Comment by moi2388
1 day ago
“ the researchers created a carefully controlled LLM environment in an attempt to measure just how well chain-of-thought reasoning works when presented with "out of domain" logical problems that don't match the specific logical patterns found in their training data.”
Why? If it’s out of domain we know it’ll fail.
> Why? If it’s out of domain we know it’ll fail.
To see if LLMs adhere to logic or observed "logical" responses are rather reproduction of patterns.
I personally enjoy this idea of isolation "logic" from "pattern" and seeing if "logic" will manifest in LLM "thinking" about in "non-patternized" domain.
--
Also it's never bad give proves to public that "thinking" (like "intelligence") in AI context isn't the same thing we think about intuitively.
--
> If it’s out of domain we know it’ll fail.

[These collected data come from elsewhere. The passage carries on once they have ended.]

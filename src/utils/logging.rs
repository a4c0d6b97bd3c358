// file: src/utils/logging.rs
// description: Tracing subscriber initialization with optional ANSI coloring

use colored::*;
use tracing_subscriber::{EnvFilter, fmt, prelude::*};

/// Logs go to stderr; stdout carries the MCP stdio transport.
pub fn init_logger(colored_output: bool, verbose: bool) {
    let level = if verbose { "debug" } else { "info" };
    let filter = EnvFilter::try_from_default_env().unwrap_or_else(|_| EnvFilter::new(level));

    let fmt_layer = fmt::layer()
        .with_writer(std::io::stderr)
        .with_target(false)
        .with_thread_ids(false)
        .with_thread_names(false)
        .with_file(true)
        .with_line_number(true)
        .compact()
        .with_ansi(colored_output);

    tracing_subscriber::registry()
        .with(filter)
        .with(fmt_layer)
        .init();
}

pub fn format_success(msg: &str) -> String {
    format!("{} {}", "✓".green().bold(), msg.green())
}

pub fn format_error(msg: &str) -> String {
    format!("{} {}", "✗".red().bold(), msg.red())
}

pub fn format_warning(msg: &str) -> String {
    format!("{} {}", "⚠".yellow().bold(), msg.yellow())
}

pub fn format_info(msg: &str) -> String {
    format!("{} {}", "ℹ".blue().bold(), msg)
}
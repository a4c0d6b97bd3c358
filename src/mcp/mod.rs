// file: src/mcp/mod.rs
// description: MCP (Model Context Protocol) server for agentic tool integration
// reference: https://docs.rs/rmcp

pub mod server;

pub use server::{AtlassianMcp, to_mcp_error};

Below goes question which is out of domain. Yet LLMs handle the replies in what appearing as logical way.
``` Kookers are blight. And shmakers are sin. If peker is blight and sin who is he? ```
It is out of domain and it does not fail (I've put it through thinking gemini 2.5). Now back to article. Is observed logic intristic to LLMs or it's an elaborate form of a pattern? Acoording to article it's a pattern.
Out of domain means that the type of logic hasn’t been in the training set.
“All A are B, All C are D, X is A and B, what is X?” is not outside this domain.
I don't think we know that it'll fail, or at least that is not universally accepted as true. Rather, there are claims that given a large enough model / context window, such capabilities emerge. I think skepticism of that claim is warranted. This research validates that skepticism, at least for a certain parameters (model family/size, context size, etc).
There's a question which was rhetorically asked by Yaser S. Abu-Mostafa: "How do we know if we're learning from data?" and his answer was: "We are learning from data if we can generalize from our training set to our problem set."
To me, it feels a lot like Deming's "what gets measured gets done" (with the quiet part "...oftentimes at the expense of everything else."). Of course, the quiet part is different in this case.
What is this "domain" of which you speak? Because LLMs are supposedly good for flying airplanes, mental health, snakebites, and mushroom poisoning.
Its getting to the nub of whether models can extrapolate instead of interpolate.
If they had _succeeded_, we'd all be taking it as proof that LLMs can reason, right?